Maître Maïga, présidente de l'AJM

     Nous avons rencontré pour la première fois l'Association des Juristes Maliennes (AJM) au tout début de notre second séjour à Bamako en juillet 2005. Pour être membre de cette association, il faut être une femme juriste, c'est-à-dire avocate, juge, notaire... L'AJM est donc une association corporatiste, qui appartient à l'Organisation Mondiale des Femmes Juristes. Cette association s'est récemment rapprochée d'une organisation similaire, l'ODEF (Observatoire des Droits de l'Enfant et de la Femme), qui accepte quant à elle des femmes venant de tout horizon socioprofessionnel. Sa présidente, Maître Maïga, nous a invitées à suivre une conférence sur un accord international que le Mali vient de signer : le protocole additionnel à la Charte Africaine des Droits de l'Homme et des Peuples, relatif aux Droits des Femmes.

     Lors du projet de 2006, nous avons rencontré Maître Fatmata Dicko Zouboye, notaire et secrétaire générale de l'association. L'AJM compte environ une cinquantaine de membres actifs.

     En 2008, l'AJM célébrait ses vingt ans en organisant une grande fête à l'hôtel Salam réunissant juristes, associations et représentants du gouvernement. Cet événement a aussi été l'occasion de faire un bilan sur l'action de l'association, les changements qu'elle a accompagnés ainsi que les difficultés encore présentes dans la société.

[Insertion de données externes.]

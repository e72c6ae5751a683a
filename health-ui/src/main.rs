use leptos::logging::log;
use leptos::*;

mod analytics;
mod api;
mod graph_creation;
mod session;
mod viewport;
use analytics::HealthAnalytics;
use api_structs::Role;
use leptos_router::*;
use session::{provide_session, LandingRedirect, RequireRole};

const API_SERVER_URL_NO_TRAILING_SLASH: &str = match option_env!("API_SERVER_URL_NO_TRAILING_SLASH")
{
    Some(url) => url,
    None => "http://localhost:8000",
};

fn main() {
    _ = console_log::init();
    console_error_panic_hook::set_once();
    mount_to_body(|| view! {   <App/> });
    log!("Loaded up!");
}

#[component]
pub fn App() -> impl IntoView {
    provide_session();
    view! {
        <>
            <header>
                <nav class="navigation">
                    <a class="navigation__button" href="/">"Home"</a>
                    <a class="navigation__button" href="/health-analytics">"Health Analytics"</a>
                </nav>
            </header>
                <Router>
                    <Routes>
                        <Route
                              path="/"
                              view=move || view! { <LandingRedirect/> }
                            />
                        <Route
                              path="/user-landing"
                              view=move || view! {
                                    <RequireRole role=Role::StandardUser>
                                        <UserLanding/>
                                    </RequireRole>
                                }
                            />
                        <Route
                              path="/health-analytics"
                              view=move || view! {
                                    <RequireRole role=Role::StandardUser>
                                        <HealthAnalytics/>
                                    </RequireRole>
                                }
                            />
                        <Route
                              path="/login"
                              view=move || view! {
                                    <div class="message-page">
                                        <p>"Sign in to see your health analytics."</p>
                                    </div>
                                }
                            />
                        <Route
                              path="/*any"
                              view=move || view! {
                                    <div class="message-page">
                                        <h1>"Page not found"</h1>
                                        <a href="/">"Back to start"</a>
                                    </div>
                                }
                            />
                    </Routes>
                </Router>
        </>
    }
}

#[component]
fn UserLanding() -> impl IntoView {
    let session = session::expect_session();
    let greeting = move || match session.state.get() {
        session::SessionState::Authenticated(user) => format!("Welcome, {}", user.name),
        _ => "Welcome".to_string(),
    };
    view! {
        <div class="welcome-panel">
            <h1>{greeting}</h1>
            <a class="button--contained" href="/health-analytics">"View Health Analytics"</a>
        </div>
    }
}
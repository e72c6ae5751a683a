use leptos::{create_signal, ev, on_cleanup, window_event_listener, ReadSignal, SignalGetUntracked, SignalSet};

/// Widths below this get the compact chart and a collapsed settings panel.
pub const NARROW_VIEWPORT_MAX_WIDTH_PX: f64 = 600.;

pub fn is_narrow_width(width_px: f64) -> bool {
    width_px < NARROW_VIEWPORT_MAX_WIDTH_PX
}

pub fn is_narrow_viewport() -> bool {
    web_sys::window()
        .and_then(|w| w.inner_width().ok())
        .and_then(|width| width.as_f64())
        .map(is_narrow_width)
        .unwrap_or(false)
}

/// Tracks [is_narrow_viewport] across window resizes, only notifying when the answer flips.
pub fn create_narrow_viewport_signal() -> ReadSignal<bool> {
    let (narrow_r, narrow_w) = create_signal(is_narrow_viewport());
    let listener = window_event_listener(ev::resize, move |_| {
        let narrow = is_narrow_viewport();
        if narrow != narrow_r.get_untracked() {
            narrow_w.set(narrow);
        }
    });
    on_cleanup(move || listener.remove());
    narrow_r
}

#[cfg(test)]
mod test {
    use crate::viewport::is_narrow_width;

    #[test]
    fn breakpoint_is_exclusive() {
        assert!(is_narrow_width(375.));
        assert!(is_narrow_width(599.9));
        assert!(!is_narrow_width(600.));
        assert!(!is_narrow_width(1280.));
    }
}
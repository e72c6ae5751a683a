pub mod time_conversion;
pub mod ui;

#[derive(Debug, Clone, Copy, PartialEq, Eq, Hash, serde::Deserialize, serde::Serialize)]
#[serde(rename_all = "snake_case")]
pub enum Role {
    StandardUser,
    Merchant,
    Admin,
}

impl Role {
    /// Where a freshly signed in user of this role lands.
    pub fn landing_path(&self) -> &'static str {
        match self {
            Role::StandardUser => "/user-landing",
            Role::Merchant => "/merchant-landing",
            Role::Admin => "/admin-dashboard",
        }
    }
}
use api_structs::ui::analytics::HealthMetric;
use serde::{Deserialize, Serialize};
use std::str::FromStr;

#[derive(Debug, Clone, Copy, PartialEq, Eq, Hash)]
pub enum Metric {
    Stroke,
    Cardio,
    Diabetes,
}

impl Metric {
    /// Series are always emitted in this order.
    pub const ALL: [Metric; 3] = [Metric::Stroke, Metric::Cardio, Metric::Diabetes];

    /// Key of this metric in API rows and in a selection map.
    pub fn field_name(&self) -> &'static str {
        match self {
            Metric::Stroke => "strokeProbability",
            Metric::Cardio => "cardioProbability",
            Metric::Diabetes => "diabetesProbability",
        }
    }

    pub fn series_name(&self) -> &'static str {
        match self {
            Metric::Stroke => "Stroke Probability (%)",
            Metric::Cardio => "Cardio Probability (%)",
            Metric::Diabetes => "Diabetes Probability (%)",
        }
    }

    pub fn toggle_label(&self) -> &'static str {
        match self {
            Metric::Stroke => "Stroke Probability",
            Metric::Cardio => "Cardio Probability",
            Metric::Diabetes => "Diabetes Probability",
        }
    }

    pub fn color(&self) -> &'static str {
        match self {
            Metric::Stroke => "#1976d2",
            Metric::Cardio => "#ff7043",
            Metric::Diabetes => "#42a5f5",
        }
    }

    /// The raw, uncoerced value of this metric in an API row.
    pub fn raw_value(&self, row: &HealthMetric) -> Option<f64> {
        match self {
            Metric::Stroke => row.stroke_probability,
            Metric::Cardio => row.cardio_probability,
            Metric::Diabetes => row.diabetes_probability,
        }
    }
}

impl FromStr for Metric {
    type Err = ();

    fn from_str(s: &str) -> Result<Self, Self::Err> {
        Metric::ALL
            .into_iter()
            .find(|m| m.field_name() == s)
            .ok_or(())
    }
}

/// Which metrics the analytics view currently plots.
///
/// In the map form a missing key means unselected, same as [MetricSelection::from_flags].
#[derive(Debug, Clone, Copy, PartialEq, Eq, Deserialize, Serialize)]
pub struct MetricSelection {
    #[serde(default, rename = "strokeProbability")]
    pub stroke: bool,
    #[serde(default, rename = "cardioProbability")]
    pub cardio: bool,
    #[serde(default, rename = "diabetesProbability")]
    pub diabetes: bool,
}

impl Default for MetricSelection {
    fn default() -> Self {
        Self {
            stroke: true,
            cardio: true,
            diabetes: true,
        }
    }
}

impl MetricSelection {
    pub fn none() -> Self {
        Self {
            stroke: false,
            cardio: false,
            diabetes: false,
        }
    }

    /// Builds a selection from `(field name, flag)` pairs. Unknown keys are ignored
    /// and metrics that are not mentioned stay unselected.
    pub fn from_flags<'a, I>(flags: I) -> Self
    where
        I: IntoIterator<Item = (&'a str, bool)>,
    {
        let mut selection = Self::none();
        for (key, flag) in flags {
            if let Ok(metric) = Metric::from_str(key) {
                selection.set(metric, flag);
            }
        }
        selection
    }

    pub fn is_selected(&self, metric: Metric) -> bool {
        match metric {
            Metric::Stroke => self.stroke,
            Metric::Cardio => self.cardio,
            Metric::Diabetes => self.diabetes,
        }
    }

    pub fn set(&mut self, metric: Metric, selected: bool) {
        match metric {
            Metric::Stroke => self.stroke = selected,
            Metric::Cardio => self.cardio = selected,
            Metric::Diabetes => self.diabetes = selected,
        }
    }

    pub fn toggle(&mut self, metric: Metric) {
        let selected = self.is_selected(metric);
        self.set(metric, !selected);
    }

    /// Selected metrics in series order.
    pub fn selected(&self) -> impl Iterator<Item = Metric> {
        let selection = *self;
        Metric::ALL
            .into_iter()
            .filter(move |m| selection.is_selected(*m))
    }

    pub fn is_empty(&self) -> bool {
        self.selected().next().is_none()
    }
}

#[cfg(test)]
mod test {
    use crate::metric::{Metric, MetricSelection};

    #[test]
    fn everything_is_plotted_initially() {
        let selection = MetricSelection::default();
        assert_eq!(selection.selected().collect::<Vec<_>>(), Metric::ALL.to_vec());
    }

    #[test]
    fn toggling_flips_a_single_metric() {
        let mut selection = MetricSelection::default();
        selection.toggle(Metric::Cardio);
        assert_eq!(
            selection.selected().collect::<Vec<_>>(),
            vec![Metric::Stroke, Metric::Diabetes]
        );
        selection.toggle(Metric::Cardio);
        assert!(selection.is_selected(Metric::Cardio));
    }

    #[test]
    fn unknown_flags_are_ignored() {
        let selection = MetricSelection::from_flags([
            ("strokeProbability", true),
            ("bmi", true),
            ("diabetesProbability", false),
        ]);
        assert_eq!(selection.selected().collect::<Vec<_>>(), vec![Metric::Stroke]);
        assert!(MetricSelection::from_flags([("bmi", true)]).is_empty());
    }

    #[test]
    fn decodes_from_toggle_map() {
        let selection: MetricSelection = serde_json::from_str(
            r#"{"strokeProbability": true, "cardioProbability": false,
                "diabetesProbability": true, "heartRate": true}"#,
        )
        .unwrap();
        assert_eq!(
            selection,
            MetricSelection {
                stroke: true,
                cardio: false,
                diabetes: true,
            }
        );
    }

    #[test]
    fn partial_map_agrees_with_flags() {
        let decoded: MetricSelection =
            serde_json::from_str(r#"{"strokeProbability": true, "bmi": true}"#).unwrap();
        let built = MetricSelection::from_flags([("strokeProbability", true), ("bmi", true)]);
        assert_eq!(decoded, built);
        assert_eq!(decoded.selected().collect::<Vec<_>>(), vec![Metric::Stroke]);

        let empty: MetricSelection = serde_json::from_str("{}").unwrap();
        assert_eq!(empty, MetricSelection::none());
    }
}
use api_structs::time_conversion::LocalTime;

#[derive(Debug, Clone, Copy, PartialEq, Eq)]
pub struct DeriverConfig {
    /// Spans longer than this many whole days are bucketed by month
    pub monthly_span_days_threshold: i64,
    /// More observations than this are bucketed by month
    pub monthly_count_threshold: usize,
    /// Axis top used when there is nothing to plot
    pub empty_y_axis_max: u32,
    /// Wall clock that offset carrying dates are moved into
    pub local_time: LocalTime,
}

impl Default for DeriverConfig {
    fn default() -> Self {
        Self {
            monthly_span_days_threshold: 180,
            monthly_count_threshold: 20,
            empty_y_axis_max: 60,
            local_time: LocalTime::FixedOffsetMinutes(0),
        }
    }
}

impl DeriverConfig {
    pub fn with_local_time(self, local_time: LocalTime) -> Self {
        Self {
            local_time,
            ..self
        }
    }
}
use crate::api::fetch_current_user;
use api_structs::ui::user::CurrentUser;
use api_structs::Role;
use backtraced_error::error_chain_to_pretty_formatted;
use leptos::logging::log;
use leptos::{
    component, expect_context, provide_context, spawn_local, view, ChildrenFn, IntoView,
    ReadSignal, SignalGet, SignalSet,
};
use leptos_router::Redirect;

#[derive(Debug, Clone, PartialEq)]
pub enum SessionState {
    Loading,
    Anonymous,
    Authenticated(CurrentUser),
}

/// The signed in user, fetched once when the app mounts and shared through context.
#[derive(Debug, Clone, Copy)]
pub struct Session {
    pub state: ReadSignal<SessionState>,
}

pub fn provide_session() -> Session {
    let (state_r, state_w) = leptos::create_signal(SessionState::Loading);
    spawn_local(async move {
        match fetch_current_user().await {
            Ok(user) => {
                log!("Signed in as {} ({:?})", user.email, user.role);
                state_w.set(SessionState::Authenticated(user));
            }
            Err(e) => {
                log!("No session: {}", error_chain_to_pretty_formatted(&e));
                state_w.set(SessionState::Anonymous);
            }
        }
    });
    let session = Session { state: state_r };
    provide_context(session);
    session
}

pub fn expect_session() -> Session {
    expect_context::<Session>()
}

/// Renders `children` only for users of `role`.
#[component]
pub fn RequireRole(role: Role, children: ChildrenFn) -> impl IntoView {
    let session = expect_session();
    move || match session.state.get() {
        SessionState::Loading => ().into_view(),
        SessionState::Anonymous => view! { <Redirect path="/login"/> }.into_view(),
        SessionState::Authenticated(user) if user.role == role => children().into_view(),
        SessionState::Authenticated(_) => view! { <Redirect path="/"/> }.into_view(),
    }
}

/// Sends users to the landing page of their role.
#[component]
pub fn LandingRedirect() -> impl IntoView {
    let session = expect_session();
    move || match session.state.get() {
        SessionState::Loading => ().into_view(),
        SessionState::Anonymous => view! { <Redirect path="/login"/> }.into_view(),
        SessionState::Authenticated(user) => {
            view! { <Redirect path=user.role.landing_path()/> }.into_view()
        }
    }
}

     L'AJM a un triple objectif :

  • Aider les femmes dans leurs démarches juridiques et administratives
  • Vulgariser les textes de loi auprès des femmes pour leur faire connaître leurs droits
  • Organiser la relecture des textes discriminatoires en regard des textes internationaux, pour faire évoluer le droit malien en direction d'une plus grande égalité hommes/femmes.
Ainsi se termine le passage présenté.